Na początku listopada Europejski Bank Centralny zaprezentował nowy wzór banknotów. Wspólnym motywem niezależnie od nominału ma być wizerunek Europy – kreteńskiej księżniczki porwanej przez Zeusa. Mówi się, że nowe wzornictwo pasuje na kryzysowe czasy.
Krytycy wspólnej waluty z Wysp Brytyjskich wskazują na podobieństwa między mitem o Europie a losem wspólnego pieniądza. W antycznej przypowieści Zeus miał przybrać postać białego byka i wmieszać się w stada ojca Europy. Dzięki temu podstępem uprowadził i zhańbił dziewczynę. Tak samo Grecja najpierw podstępem weszła do strefy euro (fałszując statystyki), by następnie porwać niewinną Europę w otchłań kryzysu. Głębsza analiza zarówno mitu, jak i faktów burzy taką interpretację.
Europa zachowywała się przecież wobec przemienionego Zeusa co najmniej prowokująco – głaskała zwierzę po brzuchu, a nawet po rogu. Podobnie strefa euro oferowała Grekom tani kredyt i hojną ręką finansowała ich deficyt budżetowy. Winą obarczyć należy obie strony. Dlaczego jednak odwołano się do tego właśnie mitu na banknotach? Przecież można było sięgnąć po bardziej poruszającą fabułę, której także można nadać kryzysową interpretację. Orfeusz i Eurydyka. Po tragicznej śmierci żony najsłynniejszy antyczny muzyk wyprawia się do Hadesu, by ją odzyskać. Udaje mu się przebłagać bogów podziemi, by zwrócili mu Eurydykę, jednak przedsięwzięcie kończy się fiaskiem. Orfeusz łamie bowiem warunki umowy – tak pilno ujrzeć mu ukochaną, że wbrew zakazom ogląda się za siebie.
Głębszą naukę z mitu o Orfeuszu i Eurydyce można wyciągnąć, sięgając do dialogów Platona. Grecki filozof zarzucał bowiem Orfeuszowi nie niecierpliwość, lecz pychę: największy grzech przeciw miłości. Zamiast bowiem zgodzić się na życie z żoną w Hadesie, muzyk próbował uciec się do nędznego fortelu, który miał mu zapewnić uczestnictwo także w uciechach świata ziemskiego. Tego jednak nie da się zrobić – miłości jako najwyższej idei nie sposób pogodzić z życiem ziemskim.
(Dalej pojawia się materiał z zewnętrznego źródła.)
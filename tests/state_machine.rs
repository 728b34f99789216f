// Printer state machine scenarios: pause/resume, stop, probing, power loss.
mod common;

use chiron_panel::controller::context::{PauseState, PrinterState};
use chiron_panel::firmware::{
    FirmwareEvent, PromptReason, StatusUpdate, TimerEvent, Tune,
};
use common::Rig;

#[tokio::test]
async fn pause_resume_round_trip() {
    let mut rig = Rig::new();

    // Select and start a file.
    rig.send("A13 /benchy.gco").await;
    assert_eq!(rig.last_reply().unwrap(), "J20");
    rig.send("A14").await;
    assert_eq!(rig.sim.with(|s| s.started_prints.clone()), vec!["/benchy.gco"]);
    assert_eq!(rig.last_reply().unwrap(), "J04");

    // Firmware confirms the job timer started.
    rig.fire(FirmwareEvent::Timer(TimerEvent::Started));
    assert_eq!(rig.controller.context().printer_state, PrinterState::Printing);
    assert_eq!(rig.last_reply().unwrap(), "J04");

    // Panel pauses; the transition completes on the firmware's paused status.
    rig.send("A9").await;
    assert_eq!(rig.controller.context().printer_state, PrinterState::Pausing);
    assert_eq!(rig.sim.with(|s| s.pause_requests), 1);

    rig.fire(FirmwareEvent::Timer(TimerEvent::Paused));
    assert_eq!(rig.controller.context().printer_state, PrinterState::Pausing);

    rig.fire(FirmwareEvent::Status(StatusUpdate::PrintPaused));
    assert_eq!(rig.controller.context().printer_state, PrinterState::Paused);
    assert_eq!(rig.controller.context().pause_state, PauseState::Idle);
    assert_eq!(rig.last_reply().unwrap(), "J18");

    // Resume goes through the firmware resume entry point.
    rig.send("A10").await;
    assert_eq!(rig.sim.with(|s| s.resume_requests), 1);
    rig.fire(FirmwareEvent::Timer(TimerEvent::Started));
    assert_eq!(rig.controller.context().printer_state, PrinterState::Printing);
}

#[tokio::test]
async fn heater_timeout_reroutes_resume_to_user_confirmed() {
    let mut rig = Rig::new();
    rig.send("A13 /benchy.gco").await;
    rig.send("A14").await;
    rig.fire(FirmwareEvent::Timer(TimerEvent::Started));
    rig.replies();

    rig.fire(FirmwareEvent::Confirmation(PromptReason::HeaterTimeout));
    assert_eq!(rig.controller.context().printer_state, PrinterState::Paused);
    assert_eq!(
        rig.controller.context().pause_state,
        PauseState::HeaterTimedOut
    );
    assert_eq!(rig.last_reply().unwrap(), "J18");
    assert_eq!(rig.sim.with(|s| s.tunes.clone()), vec![Tune::HeaterTimeout]);

    // Resume must not call the resume entry point mid-timeout.
    rig.send("A10").await;
    assert_eq!(rig.sim.with(|s| s.resume_requests), 0);
    assert_eq!(rig.sim.with(|s| s.user_confirms), 1);

    // Reheat completion restores the plain-pause resume path.
    rig.fire(FirmwareEvent::Confirmation(PromptReason::ReheatDone));
    assert_eq!(rig.controller.context().pause_state, PauseState::Idle);
    rig.send("A10").await;
    assert_eq!(rig.sim.with(|s| s.resume_requests), 1);
}

#[tokio::test]
async fn filament_purging_holds_the_pause_substate() {
    let mut rig = Rig::new();
    rig.send("A13 /benchy.gco").await;
    rig.send("A14").await;
    rig.fire(FirmwareEvent::Timer(TimerEvent::Started));
    rig.replies();

    rig.fire(FirmwareEvent::Confirmation(PromptReason::FilamentPurging));
    assert_eq!(
        rig.controller.context().pause_state,
        PauseState::PurgingFilament
    );
    rig.send("A10").await;
    assert_eq!(rig.sim.with(|s| s.user_confirms), 1);
    assert_eq!(rig.sim.with(|s| s.resume_requests), 0);
}

#[tokio::test]
async fn stop_goes_through_stopping_until_the_abort_status() {
    let mut rig = Rig::new();
    rig.send("A13 /benchy.gco").await;
    rig.send("A14").await;
    rig.fire(FirmwareEvent::Timer(TimerEvent::Started));
    rig.replies();

    rig.send("A11").await;
    assert_eq!(rig.controller.context().printer_state, PrinterState::Stopping);
    assert_eq!(rig.sim.with(|s| s.stop_requests), 1);

    rig.fire(FirmwareEvent::Status(StatusUpdate::PrintAborted));
    assert_eq!(rig.controller.context().printer_state, PrinterState::Idle);
    assert_eq!(rig.last_reply().unwrap(), "J16");
}

#[tokio::test]
async fn stop_while_idle_just_acknowledges() {
    let mut rig = Rig::new();
    rig.send("A11").await;
    assert_eq!(rig.controller.context().printer_state, PrinterState::Idle);
    assert_eq!(rig.sim.with(|s| s.stop_requests), 0);
    assert_eq!(rig.last_reply().unwrap(), "J16");
}

#[tokio::test]
async fn timer_stop_event_parks_in_stopping_and_restores_endstops() {
    let mut rig = Rig::new();
    rig.fire(FirmwareEvent::Timer(TimerEvent::Started));
    assert!(!rig.sim.with(|s| s.soft_endstops));

    rig.fire(FirmwareEvent::Timer(TimerEvent::Stopped));
    assert_eq!(rig.controller.context().printer_state, PrinterState::Stopping);
    assert!(rig.sim.with(|s| s.soft_endstops));
}

#[tokio::test]
async fn start_print_requires_a_selection() {
    let mut rig = Rig::new();
    rig.send("A14").await;
    assert!(rig.sim.with(|s| s.started_prints.is_empty()));
    rig.assert_no_reply();
}

#[tokio::test]
async fn power_outage_recovery_resume_homes_then_recovers() {
    let mut rig = Rig::new();
    rig.fire(FirmwareEvent::PowerLossRecovery);
    assert_eq!(
        rig.controller.context().printer_state,
        PrinterState::ResumingFromPowerOutage
    );
    assert_eq!(rig.sim.with(|s| s.tunes.clone()), vec![Tune::Sos]);

    rig.send("A15").await;
    let injected = rig.sim.with(|s| s.injected.clone());
    assert_eq!(injected, vec!["G28 X Y R5\nG28 Z", "M1000"]);
}

#[tokio::test]
async fn stopping_a_pending_recovery_cancels_it() {
    let mut rig = Rig::new();
    rig.fire(FirmwareEvent::PowerLossRecovery);
    rig.replies();

    rig.send("A11").await;
    assert_eq!(rig.controller.context().printer_state, PrinterState::Idle);
    assert!(
        rig.sim
            .with(|s| s.injected.contains(&"M1000 C".to_string()))
    );
    assert_eq!(rig.last_reply().unwrap(), "J16");
}

#[tokio::test]
async fn starting_fresh_over_a_pending_recovery_cancels_it_first() {
    let mut rig = Rig::new();
    rig.fire(FirmwareEvent::PowerLossRecovery);
    rig.replies();

    rig.send("A13 /benchy.gco").await;
    rig.send("A14").await;
    assert!(
        rig.sim
            .with(|s| s.injected.contains(&"M1000 C".to_string()))
    );
    assert_eq!(rig.sim.with(|s| s.started_prints.clone()), vec!["/benchy.gco"]);
}

#[tokio::test]
async fn probing_success_saves_the_mesh_and_parks() {
    let mut rig = Rig::new();
    rig.send("A30 S").await;
    assert_eq!(rig.controller.context().printer_state, PrinterState::Probing);
    assert_eq!(rig.last_reply().unwrap(), "J24");

    rig.fire(FirmwareEvent::Status(StatusUpdate::Ready));
    assert_eq!(rig.controller.context().printer_state, PrinterState::Idle);
    assert_eq!(rig.last_reply().unwrap(), "J25");
    assert!(
        rig.sim
            .with(|s| s.injected.contains(&"M500\nG27".to_string()))
    );
}

#[tokio::test]
async fn probing_failure_raises_the_probe_and_alarms() {
    let mut rig = Rig::new();
    rig.send("A30 S").await;
    rig.replies();

    rig.fire(FirmwareEvent::Status(StatusUpdate::ProbingFailed));
    assert_eq!(rig.controller.context().printer_state, PrinterState::Idle);
    assert_eq!(rig.last_reply().unwrap(), "J25");
    assert_eq!(rig.sim.with(|s| s.tunes.clone()), vec![Tune::ProbingFailed]);
    assert!(
        rig.sim
            .with(|s| s.injected.contains(&"G1 Z50 F500".to_string()))
    );
}

#[tokio::test]
async fn pause_outside_a_media_print_reports_stop() {
    let mut rig = Rig::new();
    rig.send("A9").await;
    assert_eq!(rig.last_reply().unwrap(), "J16");
    assert_eq!(rig.sim.with(|s| s.pause_requests), 0);
}

#[tokio::test]
async fn kill_is_forwarded_unconditionally() {
    let mut rig = Rig::new();
    rig.fire(FirmwareEvent::Timer(TimerEvent::Started));
    rig.send("A12").await;
    assert!(rig.sim.with(|s| s.killed));
}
Mit opowiada więc o konieczności ostatecznego wyboru, postawienia na to, czego się naprawdę chce z uwzględnieniem wszystkich tego konsekwencji. Dla krajów strefy euro płynie z tego następująca lekcja. Jeśli państwa chcą posługiwać się jedną walutą, muszą całkowicie wyrzec się swobody zaciągania długu publicznego i wesołego życia na kredyt. Inaczej ani się nie obejrzą, a wspólna waluta zniknie. Wydaje się, że większość europejskich polityków, godząc się na pakt fiskalny, przyjęła do wiadomości to ograniczenie. Czy byłoby więc bardzo niestosowne, gdyby Eurydyka jako memento zajęła miejsce Europy na eurobanknotach?